THE PROBLEM —
Nothing in the records that follow should differ once you have copied them out.

PROVIDED ENTRIES —
Segment Open
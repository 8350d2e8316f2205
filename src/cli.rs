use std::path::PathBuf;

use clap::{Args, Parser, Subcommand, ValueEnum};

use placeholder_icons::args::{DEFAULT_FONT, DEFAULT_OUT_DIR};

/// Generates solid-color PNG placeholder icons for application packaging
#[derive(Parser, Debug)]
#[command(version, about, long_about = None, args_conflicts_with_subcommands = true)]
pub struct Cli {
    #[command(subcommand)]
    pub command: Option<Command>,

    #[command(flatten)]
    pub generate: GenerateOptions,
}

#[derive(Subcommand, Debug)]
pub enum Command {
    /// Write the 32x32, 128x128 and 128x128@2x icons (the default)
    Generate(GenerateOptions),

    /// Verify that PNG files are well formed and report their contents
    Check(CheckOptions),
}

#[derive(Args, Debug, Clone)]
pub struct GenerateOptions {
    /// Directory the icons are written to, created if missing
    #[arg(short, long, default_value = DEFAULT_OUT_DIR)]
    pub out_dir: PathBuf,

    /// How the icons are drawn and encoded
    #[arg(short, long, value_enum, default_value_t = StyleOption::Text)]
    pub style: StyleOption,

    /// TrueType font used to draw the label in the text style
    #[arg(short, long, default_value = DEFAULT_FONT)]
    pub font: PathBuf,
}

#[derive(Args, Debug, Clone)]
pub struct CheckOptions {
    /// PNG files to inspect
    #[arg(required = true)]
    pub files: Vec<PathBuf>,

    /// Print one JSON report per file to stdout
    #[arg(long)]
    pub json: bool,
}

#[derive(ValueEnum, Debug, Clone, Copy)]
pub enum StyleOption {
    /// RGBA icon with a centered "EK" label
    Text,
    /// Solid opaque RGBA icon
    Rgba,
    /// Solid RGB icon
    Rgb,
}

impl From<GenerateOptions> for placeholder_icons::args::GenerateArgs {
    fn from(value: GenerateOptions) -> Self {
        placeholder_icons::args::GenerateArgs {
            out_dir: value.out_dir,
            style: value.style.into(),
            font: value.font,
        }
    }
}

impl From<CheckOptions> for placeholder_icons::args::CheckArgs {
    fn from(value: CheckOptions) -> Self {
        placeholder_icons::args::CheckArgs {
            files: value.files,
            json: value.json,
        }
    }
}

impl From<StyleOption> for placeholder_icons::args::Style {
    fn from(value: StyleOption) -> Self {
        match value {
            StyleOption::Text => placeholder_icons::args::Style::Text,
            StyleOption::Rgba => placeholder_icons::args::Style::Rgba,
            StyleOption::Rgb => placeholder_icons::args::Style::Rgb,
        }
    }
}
Segment Closed
REPLY TO THE EXERCISE —
repository 8350d2e8316f2205
filename src/cli.rs
use std::path::PathBuf;

use clap::{Args, Parser, Subcommand, ValueEnum};

use placeholder_icons::args::{DEFAULT_FONT, DEFAULT_OUT_DIR};

/// Generates solid-color PNG placeholder icons for application packaging
#[derive(Parser, Debug)]
#[command(version, about, long_about = None, args_conflicts_with_subcommands = true)]
pub struct Cli {
    #[command(subcommand)]
    pub command: Option<Command>,

    #[command(flatten)]
    pub generate: GenerateOptions,
}

#[derive(Subcommand, Debug)]
pub enum Command {
    /// Write the 32x32, 128x128 and 128x128@2x icons (the default)
    Generate(GenerateOptions),

    /// Verify that PNG files are well formed and report their contents
    Check(CheckOptions),
}

#[derive(Args, Debug, Clone)]
pub struct GenerateOptions {
    /// Directory the icons are written to, created if missing
    #[arg(short, long, default_value = DEFAULT_OUT_DIR)]
    pub out_dir: PathBuf,

    /// How the icons are drawn and encoded
    #[arg(short, long, value_enum, default_value_t = StyleOption::Text)]
    pub style: StyleOption,

    /// TrueType font used to draw the label in the text style
    #[arg(short, long, default_value = DEFAULT_FONT)]
    pub font: PathBuf,
}

#[derive(Args, Debug, Clone)]
pub struct CheckOptions {
    /// PNG files to inspect
    #[arg(required = true)]
    pub files: Vec<PathBuf>,

    /// Print one JSON report per file to stdout
    #[arg(long)]
    pub json: bool,
}

#[derive(ValueEnum, Debug, Clone, Copy)]
pub enum StyleOption {
    /// RGBA icon with a centered "EK" label
    Text,
    /// Solid opaque RGBA icon
    Rgba,
    /// Solid RGB icon
    Rgb,
}

impl From<GenerateOptions> for placeholder_icons::args::GenerateArgs {
    fn from(value: GenerateOptions) -> Self {
        placeholder_icons::args::GenerateArgs {
            out_dir: value.out_dir,
            style: value.style.into(),
            font: value.font,
        }
    }
}

impl From<CheckOptions> for placeholder_icons::args::CheckArgs {
    fn from(value: CheckOptions) -> Self {
        placeholder_icons::args::CheckArgs {
            files: value.files,
            json: value.json,
        }
    }
}

impl From<StyleOption> for placeholder_icons::args::Style {
    fn from(value: StyleOption) -> Self {
        match value {
            StyleOption::Text => placeholder_icons::args::Style::Text,
            StyleOption::Rgba => placeholder_icons::args::Style::Rgba,
            StyleOption::Rgb => placeholder_icons::args::Style::Rgb,
        }
    }
}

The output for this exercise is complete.